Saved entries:
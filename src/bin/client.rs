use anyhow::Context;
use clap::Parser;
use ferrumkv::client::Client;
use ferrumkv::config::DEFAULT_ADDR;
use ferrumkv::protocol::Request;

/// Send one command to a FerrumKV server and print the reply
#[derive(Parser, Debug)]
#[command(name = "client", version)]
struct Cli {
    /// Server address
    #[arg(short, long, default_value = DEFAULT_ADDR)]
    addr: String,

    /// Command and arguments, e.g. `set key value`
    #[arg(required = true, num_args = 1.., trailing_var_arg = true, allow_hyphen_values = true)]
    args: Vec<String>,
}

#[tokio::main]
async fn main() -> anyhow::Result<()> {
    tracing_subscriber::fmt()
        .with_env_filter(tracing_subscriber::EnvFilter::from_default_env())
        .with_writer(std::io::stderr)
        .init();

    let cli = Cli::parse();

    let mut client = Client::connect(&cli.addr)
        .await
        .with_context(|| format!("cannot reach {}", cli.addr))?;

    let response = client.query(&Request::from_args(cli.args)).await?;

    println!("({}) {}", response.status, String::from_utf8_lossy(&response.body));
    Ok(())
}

▸ WORK ITEM: Give back the line containing "and arguments, e.g." and all the lines after it through the end of the records, unchanged.

▸ WRITTEN ANSWER:
    /// Command and arguments, e.g. `set key value`
    #[arg(required = true, num_args = 1.., trailing_var_arg = true, allow_hyphen_values = true)]
    args: Vec<String>,
}

#[tokio::main]
async fn main() -> anyhow::Result<()> {
    tracing_subscriber::fmt()
        .with_env_filter(tracing_subscriber::EnvFilter::from_default_env())
        .with_writer(std::io::stderr)
        .init();

    let cli = Cli::parse();

    let mut client = Client::connect(&cli.addr)
        .await
        .with_context(|| format!("cannot reach {}", cli.addr))?;

    let response = client.query(&Request::from_args(cli.args)).await?;

    println!("({}) {}", response.status, String::from_utf8_lossy(&response.body));
    Ok(())
}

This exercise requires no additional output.